Problem: Please copy the leading lines of the entries below exactly, concluding with the line in which "pub struct CancellationFlag" occurs.

Data in this exercise:
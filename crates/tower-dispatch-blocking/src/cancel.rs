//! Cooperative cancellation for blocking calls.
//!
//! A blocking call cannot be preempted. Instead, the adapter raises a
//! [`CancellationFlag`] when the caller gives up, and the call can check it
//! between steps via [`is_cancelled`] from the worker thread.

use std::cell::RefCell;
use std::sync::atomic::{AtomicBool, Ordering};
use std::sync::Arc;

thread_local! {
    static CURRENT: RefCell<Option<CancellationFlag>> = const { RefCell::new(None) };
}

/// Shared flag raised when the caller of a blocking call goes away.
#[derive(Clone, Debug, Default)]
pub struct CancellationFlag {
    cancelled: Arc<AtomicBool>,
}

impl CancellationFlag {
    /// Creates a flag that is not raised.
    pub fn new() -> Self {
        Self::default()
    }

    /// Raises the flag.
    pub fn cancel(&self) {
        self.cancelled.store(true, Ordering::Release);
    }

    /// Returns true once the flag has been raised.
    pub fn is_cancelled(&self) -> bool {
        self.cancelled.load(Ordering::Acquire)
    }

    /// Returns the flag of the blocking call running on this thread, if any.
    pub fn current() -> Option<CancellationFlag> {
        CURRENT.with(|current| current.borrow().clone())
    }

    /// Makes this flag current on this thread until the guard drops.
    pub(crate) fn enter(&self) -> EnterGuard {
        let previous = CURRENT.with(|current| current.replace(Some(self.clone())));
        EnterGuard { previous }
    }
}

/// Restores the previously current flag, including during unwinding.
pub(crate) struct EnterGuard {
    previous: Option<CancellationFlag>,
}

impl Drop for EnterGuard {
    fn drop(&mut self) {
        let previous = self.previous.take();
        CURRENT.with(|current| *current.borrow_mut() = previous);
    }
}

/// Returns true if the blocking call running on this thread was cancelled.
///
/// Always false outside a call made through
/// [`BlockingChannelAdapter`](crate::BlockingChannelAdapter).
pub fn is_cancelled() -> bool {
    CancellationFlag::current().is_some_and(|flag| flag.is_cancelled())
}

Output below:
filename crates/tower-dispatch-blocking/src/cancel.rs
//! Cooperative cancellation for blocking calls.
//!
//! A blocking call cannot be preempted. Instead, the adapter raises a
//! [`CancellationFlag`] when the caller gives up, and the call can check it
//! between steps via [`is_cancelled`] from the worker thread.

use std::cell::RefCell;
use std::sync::atomic::{AtomicBool, Ordering};
use std::sync::Arc;

thread_local! {
    static CURRENT: RefCell<Option<CancellationFlag>> = const { RefCell::new(None) };
}

/// Shared flag raised when the caller of a blocking call goes away.
#[derive(Clone, Debug, Default)]
pub struct CancellationFlag {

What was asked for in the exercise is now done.